DATA FOR REVIEW:

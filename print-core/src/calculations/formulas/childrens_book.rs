//! Additive flat rate per unit used by the children's book calculator.
//!
//! | Step | Description |
//! |------|-------------|
//! | 1    | Base: flat cost by book type × trim size multiplier |
//! | 2    | Pages: `ceil(pages / 4) × 0.8` |
//! | 3    | Options: cover, lamination and board thickness surcharges |
//! | 4    | Unit price: step 1 + step 2 + step 3 |
//! | 5    | Subtotal: unit price × quantity |
//! | 6    | Discount: subtotal × tier fraction for the quantity |
//! | 7    | Total: subtotal − discount |
//!
//! The estimated shipping weight is `pages × quantity × 0.1 / 100` kg,
//! rounded to one decimal place.
//!
//! # Example
//!
//! ```
//! use rust_decimal_macros::dec;
//! use print_core::calculations::{ChildrensBookFormula, DiscountTierTable};
//! use print_core::models::ChildrensBookSelection;
//! use print_core::tables::ChildrensBookRates;
//!
//! let rates = ChildrensBookRates::default();
//! let tiers = DiscountTierTable::default();
//! let formula = ChildrensBookFormula::new(&rates, &tiers);
//!
//! let result = formula.calculate(&ChildrensBookSelection::default()).unwrap();
//!
//! assert_eq!(result.unit_price, dec!(34.8));
//! assert_eq!(result.total, dec!(3480));
//! ```

use rust_decimal::Decimal;

use crate::calculations::CalculationError;
use crate::calculations::common::{add, mul, round_to};
use crate::calculations::discount::DiscountTierTable;
use crate::models::{ChildrensBookSelection, OptionCost, PriceBreakdown, Widget};
use crate::tables::{ChildrensBookRates, surcharge};

pub struct ChildrensBookFormula<'a> {
    rates: &'a ChildrensBookRates,
    discounts: &'a DiscountTierTable,
}

impl<'a> ChildrensBookFormula<'a> {
    pub fn new(
        rates: &'a ChildrensBookRates,
        discounts: &'a DiscountTierTable,
    ) -> Self {
        Self { rates, discounts }
    }

    pub fn calculate(
        &self,
        selection: &ChildrensBookSelection,
    ) -> Result<PriceBreakdown, CalculationError> {
        let quantity = selection.quantity.max(1);

        // Steps 1-3
        let base_price = self.base_price(selection)?;
        let option_costs = self.option_costs(selection)?;
        let options_total = option_costs
            .iter()
            .try_fold(Decimal::ZERO, |acc, c| add(acc, c.amount))?;

        // Steps 4-5
        let unit_price = add(base_price, options_total)?;
        let subtotal = mul(unit_price, Decimal::from(quantity))?;

        // Steps 6-7
        let discount_fraction = self.discounts.discount_for(quantity);
        let discount_amount = mul(subtotal, discount_fraction)?;
        let total = subtotal - discount_amount;

        Ok(PriceBreakdown {
            variant: Widget::ChildrensBook,
            quantity,
            base_price,
            option_costs,
            subtotal,
            discount_fraction,
            discount_amount,
            total,
            unit_price,
            estimated_weight_kg: Some(self.estimated_weight(selection.page_count, quantity)?),
            delivery: None,
        })
    }

    fn base_price(
        &self,
        selection: &ChildrensBookSelection,
    ) -> Result<Decimal, CalculationError> {
        mul(
            self.rates.book_base_for(selection.book_type),
            self.rates.size_multiplier_for(selection.trim_size),
        )
    }

    fn page_cost(
        &self,
        page_count: u32,
    ) -> Result<Decimal, CalculationError> {
        let steps = page_count.div_ceil(self.rates.pages_per_step.max(1));
        mul(Decimal::from(steps), self.rates.page_step_rate)
    }

    fn option_costs(
        &self,
        selection: &ChildrensBookSelection,
    ) -> Result<Vec<OptionCost>, CalculationError> {
        Ok(vec![
            OptionCost::new("pages", self.page_cost(selection.page_count)?),
            OptionCost::new(
                "cover",
                surcharge(&self.rates.cover_surcharge, &selection.cover),
            ),
            OptionCost::new(
                "lamination",
                surcharge(&self.rates.lamination_surcharge, &selection.lamination),
            ),
            OptionCost::new(
                "thickness",
                surcharge(&self.rates.thickness_surcharge, &selection.thickness),
            ),
        ])
    }

    fn estimated_weight(
        &self,
        page_count: u32,
        quantity: u32,
    ) -> Result<Decimal, CalculationError> {
        let sheets = mul(Decimal::from(page_count), Decimal::from(quantity))?;
        let grams = mul(sheets, Decimal::new(1, 1))?;
        Ok(round_to(grams / Decimal::ONE_HUNDRED, 1))
    }
}

#[cfg(test)]
mod tests {
    use pretty_assertions::assert_eq;
    use rust_decimal_macros::dec;

    use super::*;
    use crate::models::{BoardThickness, BookType, CoverStock, Lamination, TrimSize};

    fn calculate(selection: &ChildrensBookSelection) -> PriceBreakdown {
        let rates = ChildrensBookRates::default();
        let tiers = DiscountTierTable::default();
        ChildrensBookFormula::new(&rates, &tiers)
            .calculate(selection)
            .unwrap()
    }

    // =========================================================================
    // flat rate tests
    // =========================================================================

    #[test]
    fn default_hardcover_at_one_hundred() {
        let result = calculate(&ChildrensBookSelection::default());

        assert_eq!(result.base_price, dec!(30));
        assert_eq!(result.option_cost("pages"), Some(dec!(4.8)));
        assert_eq!(result.options_total(), dec!(4.8));
        assert_eq!(result.unit_price, dec!(34.8));
        assert_eq!(result.subtotal, dec!(3480));
        assert_eq!(result.discount_fraction, dec!(0));
        assert_eq!(result.total, dec!(3480));
    }

    #[test]
    fn five_hundred_copies_get_ten_percent() {
        let selection = ChildrensBookSelection {
            quantity: 500,
            ..ChildrensBookSelection::default()
        };

        let result = calculate(&selection);

        assert_eq!(result.subtotal, dec!(17400));
        assert_eq!(result.discount_fraction, dec!(0.10));
        assert_eq!(result.discount_amount, dec!(1740));
        assert_eq!(result.total, dec!(15660));
    }

    #[test]
    fn surcharges_add_per_unit() {
        let selection = ChildrensBookSelection {
            book_type: BookType::Softcover,
            trim_size: TrimSize::SixByNine,
            cover: CoverStock::Leather,
            lamination: Lamination::Soft,
            thickness: BoardThickness::ThreeMm,
            page_count: 32,
            quantity: 10,
            ..ChildrensBookSelection::default()
        };

        let result = calculate(&selection);

        // 12 + 8 × 0.8 + 8 + 2 + 2
        assert_eq!(result.unit_price, dec!(30.4));
        assert_eq!(result.total, dec!(304));
    }

    #[test]
    fn partial_page_step_rounds_up() {
        let selection = ChildrensBookSelection {
            page_count: 25,
            ..ChildrensBookSelection::default()
        };

        let result = calculate(&selection);

        // ceil(25 / 4) = 7
        assert_eq!(result.option_cost("pages"), Some(dec!(5.6)));
    }

    #[test]
    fn missing_book_type_uses_fallback_base() {
        let mut rates = ChildrensBookRates::default();
        rates.book_base.remove(&BookType::Board);
        let tiers = DiscountTierTable::default();
        let selection = ChildrensBookSelection {
            book_type: BookType::Board,
            trim_size: TrimSize::SixByNine,
            ..ChildrensBookSelection::default()
        };

        let result = ChildrensBookFormula::new(&rates, &tiers)
            .calculate(&selection)
            .unwrap();

        assert_eq!(result.base_price, dec!(15));
    }

    // =========================================================================
    // weight and invariant tests
    // =========================================================================

    #[test]
    fn weight_is_rounded_to_one_decimal() {
        let result = calculate(&ChildrensBookSelection::default());

        // 24 × 100 × 0.1 / 100
        assert_eq!(result.estimated_weight_kg, Some(dec!(2.4)));
    }

    #[test]
    fn weight_rounds_half_away_from_zero() {
        let selection = ChildrensBookSelection {
            page_count: 25,
            quantity: 2,
            ..ChildrensBookSelection::default()
        };

        let result = calculate(&selection);

        // 25 × 2 × 0.1 / 100 = 0.05
        assert_eq!(result.estimated_weight_kg, Some(dec!(0.1)));
    }

    #[test]
    fn total_is_subtotal_minus_discount() {
        for quantity in [1, 99, 100, 250, 999, 1000, 2500, 5000, 10_000] {
            let selection = ChildrensBookSelection {
                quantity,
                ..ChildrensBookSelection::default()
            };

            let result = calculate(&selection);

            assert_eq!(result.total, result.subtotal - result.discount_amount);
            assert_eq!(
                result.discount_amount,
                result.subtotal * result.discount_fraction
            );
        }
    }
}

WORK TO BE COMPLETED: Examine the listing and count its lines containing the word "BoardThickness". State the count alone.

RESULT BELOW: 2